Well I would like to announce that for the last 3 nights I have slept well . Not only that, every day I have taken a nap. Saturday I even had 2. And I haven't the foggiest of understanding why. Nothing dramatic has changed for me in the last couple of days. Nothing blissfully wonderful. Neither does anything new suck. I am not getting sick. I am not hiding from the world in depression. There has been no massage, no hot tubs, no new age tapes telling me how I am connected to all .Clueless I am.

All I know is I was sitting in a meeting yesterday and I had this thought," This is how a persons body is supposed to feel!" I have taken my weariness as a constant reality. My waking up and not being able to fall back to sleep again. Or waking up at 5 and being as tight as a guitar string, just has become normalised. I don't think I had a clue and how consistently yucky I have been feeling for months.
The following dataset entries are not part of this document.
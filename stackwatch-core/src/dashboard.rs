//! State shared between the dashboard workers and the render loop.
//!
//! The service list and the selection are private so the selection can be
//! kept in bounds on every change to the list. Reads clamp as well, so a
//! stale index can never fault.

use std::collections::BTreeMap;

use crate::catalog::ServiceKey;
use crate::readiness::ReadinessResult;
use crate::snapshot::SnapshotMap;

pub const LOADING_LOGS: &str = "Loading logs...";

#[derive(Debug)]
pub struct DashboardState {
    services: Vec<ServiceKey>,
    selected: usize,

    pub snapshots: SnapshotMap,
    pub readiness: BTreeMap<ServiceKey, ReadinessResult>,
    pub paused: bool,
    /// Log text of the selected service
    pub logs_text: String,
    logs_cache: BTreeMap<ServiceKey, String>,
    /// Last runtime error, cleared by the next good snapshot
    pub last_error: Option<String>,
    /// Progress or outcome of the last service action
    pub action_status: Option<String>,
}

impl Default for DashboardState {
    fn default() -> Self {
        Self {
            services: Vec::new(),
            selected: 0,
            snapshots: SnapshotMap::new(),
            readiness: BTreeMap::new(),
            paused: false,
            logs_text: LOADING_LOGS.into(),
            logs_cache: BTreeMap::new(),
            last_error: None,
            action_status: None,
        }
    }
}

impl DashboardState {
    pub fn new() -> Self {
        Self::default()
    }

    pub fn services(&self) -> &[ServiceKey] {
        &self.services
    }

    /// Replace the service list, keeping the same service selected when it
    /// is still present
    pub fn set_services(&mut self, mut services: Vec<ServiceKey>) {
        services.sort();
        services.dedup();

        let previous = self.selected_service().map(str::to_owned);
        self.services = services;

        match previous.and_then(|key| self.services.iter().position(|s| *s == key)) {
            Some(index) => self.selected = index,
            None => {
                self.selected = self.selected.min(self.services.len().saturating_sub(1));
                self.show_cached_logs();
            }
        }
    }

    pub fn selected_index(&self) -> Option<usize> {
        if self.services.is_empty() {
            None
        } else {
            Some(self.selected.min(self.services.len() - 1))
        }
    }

    pub fn selected_service(&self) -> Option<&str> {
        self.selected_index().map(|i| self.services[i].as_str())
    }

    /// Returns true when the selection actually changed
    pub fn select(&mut self, index: usize) -> bool {
        let Some(current) = self.selected_index() else {
            return false;
        };
        let index = index.min(self.services.len() - 1);
        if index == current {
            return false;
        }
        self.selected = index;
        self.show_cached_logs();
        true
    }

    pub fn move_selection(&mut self, delta: isize) -> bool {
        match self.selected_index() {
            Some(current) => self.select(current.saturating_add_signed(delta)),
            None => false,
        }
    }

    pub fn publish_snapshot(&mut self, snapshots: SnapshotMap) {
        self.snapshots = snapshots;
        self.last_error = None;
    }

    pub fn publish_error(&mut self, error: impl Into<String>) {
        self.last_error = Some(error.into());
    }

    pub fn set_readiness(&mut self, key: &str, result: ReadinessResult) {
        self.readiness.insert(key.to_string(), result);
    }

    /// Store freshly fetched logs. They only become visible if `key` is
    /// still the selected service; returns whether that was the case.
    pub fn commit_logs(&mut self, key: &str, text: String) -> bool {
        self.logs_cache.insert(key.to_string(), text.clone());
        if self.selected_service() == Some(key) {
            self.logs_text = text;
            true
        } else {
            false
        }
    }

    pub fn toggle_pause(&mut self) -> bool {
        self.paused = !self.paused;
        self.paused
    }

    /// Owned copy of what a frame needs, so drawing happens without the lock
    pub fn view(&self) -> DashboardView {
        DashboardView {
            services: self.services.clone(),
            selected: self.selected_index(),
            snapshots: self.snapshots.clone(),
            readiness: self.readiness.clone(),
            paused: self.paused,
            logs_text: self.logs_text.clone(),
            last_error: self.last_error.clone(),
            action_status: self.action_status.clone(),
        }
    }

    fn show_cached_logs(&mut self) {
        self.logs_text = self
            .selected_service()
            .and_then(|key| self.logs_cache.get(key))
            .cloned()
            .unwrap_or_else(|| LOADING_LOGS.into());
    }
}

/// One frame's worth of [`DashboardState`]
#[derive(Clone, Debug, Default)]
pub struct DashboardView {
    pub services: Vec<ServiceKey>,
    pub selected: Option<usize>,
    pub snapshots: SnapshotMap,
    pub readiness: BTreeMap<ServiceKey, ReadinessResult>,
    pub paused: bool,
    pub logs_text: String,
    pub last_error: Option<String>,
    pub action_status: Option<String>,
}

impl DashboardView {
    pub fn selected_service(&self) -> Option<&str> {
        self.selected
            .and_then(|i| self.services.get(i))
            .map(String::as_str)
    }
}

/// Stable-sorted union of every source of service keys
pub fn merge_services<'a>(sources: impl IntoIterator<Item = &'a ServiceKey>) -> Vec<ServiceKey> {
    let mut merged: Vec<ServiceKey> = sources.into_iter().cloned().collect();
    merged.sort();
    merged.dedup();
    merged
}

#[cfg(test)]
mod tests {
    use super::*;

    fn keys(names: &[&str]) -> Vec<ServiceKey> {
        names.iter().map(|s| s.to_string()).collect()
    }

    #[test]
    fn test_empty_state_has_no_selection() {
        let mut state = DashboardState::new();
        assert_eq!(state.selected_index(), None);
        assert_eq!(state.selected_service(), None);
        assert!(!state.move_selection(1));
        assert!(!state.select(3));
    }

    #[test]
    fn test_services_sorted_and_deduplicated() {
        let mut state = DashboardState::new();
        state.set_services(keys(&["redis", "api", "redis", "db"]));
        assert_eq!(state.services(), keys(&["api", "db", "redis"]).as_slice());
    }

    #[test]
    fn test_move_selection_clamps() {
        let mut state = DashboardState::new();
        state.set_services(keys(&["a", "b", "c"]));
        assert!(!state.move_selection(-1));
        assert!(state.move_selection(5));
        assert_eq!(state.selected_service(), Some("c"));
        assert!(!state.move_selection(1));
        assert!(state.move_selection(-1));
        assert_eq!(state.selected_service(), Some("b"));
    }

    #[test]
    fn test_selection_clamped_after_list_shrinks() {
        let mut state = DashboardState::new();
        state.set_services(keys(&["a", "b", "c", "d", "e"]));
        state.select(4);
        state.set_services(keys(&["a", "b"]));
        assert_eq!(state.selected_index(), Some(1));
        assert_eq!(state.selected_service(), Some("b"));

        state.set_services(Vec::new());
        assert_eq!(state.selected_service(), None);

        state.set_services(keys(&["x"]));
        assert_eq!(state.selected_service(), Some("x"));
    }

    #[test]
    fn test_selection_follows_service_when_list_grows() {
        let mut state = DashboardState::new();
        state.set_services(keys(&["db", "web"]));
        state.select(1);
        state.set_services(keys(&["api", "db", "web"]));
        assert_eq!(state.selected_service(), Some("web"));
    }

    #[test]
    fn test_stale_logs_are_cached_not_shown() {
        let mut state = DashboardState::new();
        state.set_services(keys(&["api", "db"]));
        assert!(state.commit_logs("api", "api up".into()));
        assert!(!state.commit_logs("db", "db up".into()));
        assert_eq!(state.logs_text, "api up");

        state.select(1);
        assert_eq!(state.logs_text, "db up");
        state.select(0);
        assert_eq!(state.logs_text, "api up");
    }

    #[test]
    fn test_uncached_selection_shows_loading() {
        let mut state = DashboardState::new();
        state.set_services(keys(&["api", "db"]));
        state.commit_logs("api", "hello".into());
        state.select(1);
        assert_eq!(state.logs_text, LOADING_LOGS);
    }

    #[test]
    fn test_good_snapshot_clears_error() {
        let mut state = DashboardState::new();
        state.publish_error("docker daemon not running");
        assert!(state.last_error.is_some());
        state.publish_snapshot(SnapshotMap::new());
        assert!(state.last_error.is_none());
    }

    #[test]
    fn test_view_copies_visible_fields() {
        let mut state = DashboardState::new();
        state.set_services(keys(&["api", "db"]));
        state.select(1);
        state.commit_logs("db", "db up".into());
        state.publish_error("daemon gone");
        state.toggle_pause();

        let view = state.view();
        state.set_services(Vec::new());

        assert_eq!(view.services, keys(&["api", "db"]));
        assert_eq!(view.selected_service(), Some("db"));
        assert_eq!(view.logs_text, "db up");
        assert_eq!(view.last_error.as_deref(), Some("daemon gone"));
        assert!(view.paused);
        assert_eq!(DashboardView::default().selected_service(), None);
    }

    #[test]
    fn test_merge_services() {
        let discovered = keys(&["web", "api"]);
        let catalog = keys(&["api", "db"]);
        let merged = merge_services(discovered.iter().chain(catalog.iter()));
        assert_eq!(merged, keys(&["api", "db", "web"]));
    }
}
Back when Bill Clinton first ran for president, when they did human interest pieces on him , it was often mentioned how little sleep he needed a night. At the time I was wondering why this was a selling point. Does getting by on on 3-4 hours of rest make you a stronger more rational person then us saps who need a whopping 8? When the shit hit the fan with him I thought of course! He is too tired to know where he is putting his dick! maybe he was not using Monica so much as an abuse of power but rather as a way to keep his eyes open.

I am scared writing this I may jinx this incredible stretch of slumber. I will try not to think too much about it. Instead I will obsess a little about last night's episode of Mad Men.What the fuck was that?

Saturday, October 11, 2008

Ghost town?

I was listening to Harry Shearer on Le Show this week talking about walking through London .He was wondering aloud how many of the shops he was window shopping from would still be open in a year. Walking through my neighborhood this morning I was thinking much of the same thing. In the last 2 weeks a new coffee place and a camera shop opening on Broadway. I was feeling very maternal towards them.


Then there are all the for rent signs. The bank that opened this summer now has pasted on signs that they are now owned by Chase.When I moved here it seemed so clever. Because it has to be the next boom area. Columbia is already buying property for its expansion. I saw visions restaurants that had portentous wine lists, cute shops that sold nothing that you needed but just liked a great deal. Now I don't know. I am nervous that the already desperate and bored will get more so. That a interesting new bakery, or dress boutique or pet shop, has as much chance getting support here as the no smoking in the elevator campaign in my building. Nice idea.

Friday, October 10, 2008

Compulsive Happy Home Maker

I do a big grocery shopping about every 2 weeks . The way I do it is inspired from a piece I read in the Times years ago. It by a single dad with two teenage sons. He was finding his life was being spent in the local A& P. He would go shopping and in two days the kids would start bitching about the fact that all the good food was gone. The dad finally law down the law when he saw how much of his life was being lost to this situation. He would go once a week. That's it. The kids would have to monitor when things like brownies were going to be doled out. After that, they had to create from what was in the fridge and cupboards. The article contained some pretty tasty is wacky recipes that were forged out of this mandate.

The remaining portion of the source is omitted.